I have a gas on top, electric with convection inside range… I love it!!! However, I don’t like using the convection feature for baking. Items come out lopsided and two-tone (brown and white). Some of this can be avoided by turning and rotating the pans during baking, but I’ve never been fond of doing that. I save my convection feature for roasting (works wonderfully for that), so, unless you purchase a convection oven specifically designed for baking, don’t think you’ll be able to bake multiple trays of cookies at one time - I still find baking one tray at a time in the center of the oven gives the very best results.
LOL @ lopsided convection baking. I know what you mean. I didn’t rotate my pan once, and one cake looked suntanned while the other cake looked pale. (Luckily they were going to two different places.)
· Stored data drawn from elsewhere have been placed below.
//! Newtype IDs for type-safe entity references.
//!
//! Use the `define_id!` macro to create type-safe ID wrappers that prevent
//! accidentally mixing IDs from different entity types.

/// Error returned when a string is not a valid entity ID.
#[derive(thiserror::Error, Debug, Clone, PartialEq, Eq)]
#[error("invalid id: {0}")]
pub struct IdParseError(pub String);

/// Macro to define a type-safe ID wrapper.
///
/// Creates a newtype wrapper around a UUID with:
/// - `Serialize`/`Deserialize` with `#[serde(transparent)]`
/// - `Debug`, `Clone`, `Copy`, `PartialEq`, `Eq`, `Hash`, `PartialOrd`, `Ord`
/// - Constructors: `generate()` (random v4), `nil()`, `from_uuid()`, `parse()`
/// - `Display`, `FromStr`, `From<Uuid>` and `Into<Uuid>` implementations
/// - `sqlx` `Type`, `Encode`, and `Decode` implementations (with `postgres` feature)
///
/// # Example
///
/// ```rust
/// # use marketplace_core::define_id;
/// define_id!(WidgetId);
/// define_id!(GadgetId);
///
/// let widget_id = WidgetId::generate();
/// let parsed = WidgetId::parse(&widget_id.to_string()).unwrap();
/// assert_eq!(widget_id, parsed);
///
/// // These are different types, so this won't compile:
/// // let _: GadgetId = widget_id;
/// ```
#[macro_export]
macro_rules! define_id {
    ($name:ident) => {
        #[derive(
            Debug,
            Clone,
            Copy,
            PartialEq,
            Eq,
            Hash,
            PartialOrd,
            Ord,
            ::serde::Serialize,
            ::serde::Deserialize
        )]
        #[serde(transparent)]
        pub struct $name(::uuid::Uuid);

        impl $name {
            /// Generate a fresh random ID.
            #[must_use]
            pub fn generate() -> Self {
                Self(::uuid::Uuid::new_v4())
            }

            /// Wrap an existing UUID.
            #[must_use]
            pub const fn from_uuid(id: ::uuid::Uuid) -> Self {
                Self(id)
            }

            /// The all-zero ID. Never assigned to a stored document, so it
            /// stands in for ids that failed to parse and resolves to nothing.
            #[must_use]
            pub const fn nil() -> Self {
                Self(::uuid::Uuid::nil())
            }

            /// Get the underlying UUID.
            #[must_use]
            pub const fn as_uuid(&self) -> ::uuid::Uuid {
                self.0
            }

            /// Parse an ID from its string form.
            ///
            /// # Errors
            ///
            /// Returns `IdParseError` if the input is not a UUID.
            pub fn parse(s: &str) -> ::core::result::Result<Self, $crate::IdParseError> {
                ::uuid::Uuid::parse_str(s.trim())
                    .map(Self)
                    .map_err(|_| $crate::IdParseError(s.to_owned()))
            }
        }

        impl ::core::fmt::Display for $name {
            fn fmt(&self, f: &mut ::core::fmt::Formatter<'_>) -> ::core::fmt::Result {
                write!(f, "{}", self.0)
            }
        }

        impl ::core::str::FromStr for $name {
            type Err = $crate::IdParseError;

            fn from_str(s: &str) -> ::core::result::Result<Self, Self::Err> {
                Self::parse(s)
            }
        }

        impl From<::uuid::Uuid> for $name {
            fn from(id: ::uuid::Uuid) -> Self {
                Self(id)
            }
        }

        impl From<$name> for ::uuid::Uuid {
            fn from(id: $name) -> Self {
                id.0
            }
        }

        #[cfg(feature = "postgres")]
        impl ::sqlx::Type<::sqlx::Postgres> for $name {
            fn type_info() -> ::sqlx::postgres::PgTypeInfo {
                <::uuid::Uuid as ::sqlx::Type<::sqlx::Postgres>>::type_info()
            }

            fn compatible(ty: &::sqlx::postgres::PgTypeInfo) -> bool {
                <::uuid::Uuid as ::sqlx::Type<::sqlx::Postgres>>::compatible(ty)
            }
        }

        #[cfg(feature = "postgres")]
        impl<'r> ::sqlx::Decode<'r, ::sqlx::Postgres> for $name {
            fn decode(
                value: ::sqlx::postgres::PgValueRef<'r>,
            ) -> ::core::result::Result<Self, ::sqlx::error::BoxDynError> {
                let id = <::uuid::Uuid as ::sqlx::Decode<::sqlx::Postgres>>::decode(value)?;
                Ok(Self(id))
            }
        }

        #[cfg(feature = "postgres")]
        impl ::sqlx::Encode<'_, ::sqlx::Postgres> for $name {
            fn encode_by_ref(
                &self,
                buf: &mut ::sqlx::postgres::PgArgumentBuffer,
            ) -> ::std::result::Result<::sqlx::encode::IsNull, ::sqlx::error::BoxDynError> {
                <::uuid::Uuid as ::sqlx::Encode<::sqlx::Postgres>>::encode_by_ref(&self.0, buf)
            }
        }
    };
}

// Define marketplace entity IDs
define_id!(AccountId);
define_id!(VendorId);
define_id!(CategoryId);
define_id!(ProductId);
define_id!(VariationId);

#[cfg(test)]
#[allow(clippy::unwrap_used)]
mod tests {
    use super::*;

    #[test]
    fn test_generate_is_unique() {
        assert_ne!(AccountId::generate(), AccountId::generate());
    }

    #[test]
    fn test_parse_display_agree() {
        let id = ProductId::generate();
        let parsed: ProductId = id.to_string().parse().unwrap();
        assert_eq!(parsed, id);
    }

    #[test]
    fn test_parse_rejects_garbage() {
        assert!(VendorId::parse("not-a-uuid").is_err());
        assert!(VendorId::parse("").is_err());
    }

    #[test]
    fn test_serde_is_transparent() {
        let id = CategoryId::parse("6f1c1b0e-4d3a-4f57-9a45-0f4c1f2b9e11").unwrap();
        let json = serde_json::to_string(&id).unwrap();
        assert_eq!(json, "\"6f1c1b0e-4d3a-4f57-9a45-0f4c1f2b9e11\"");
    }
}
I worked in a bakery in southwest Colorado and the owners installed an old Bari pizza oven. I baked many things at once and rotating the pans was a MUST for even baking. I guess I got in the habit of rotating pans while working for them and now it’s usually second nature. (Except for the above referenced time - which convinced me I need to KEEP this habit…LOL.)
I like rotating cooky pans too because uneven baking affects them as much as any other baked product - and the texture of the batch can be very inconsistent.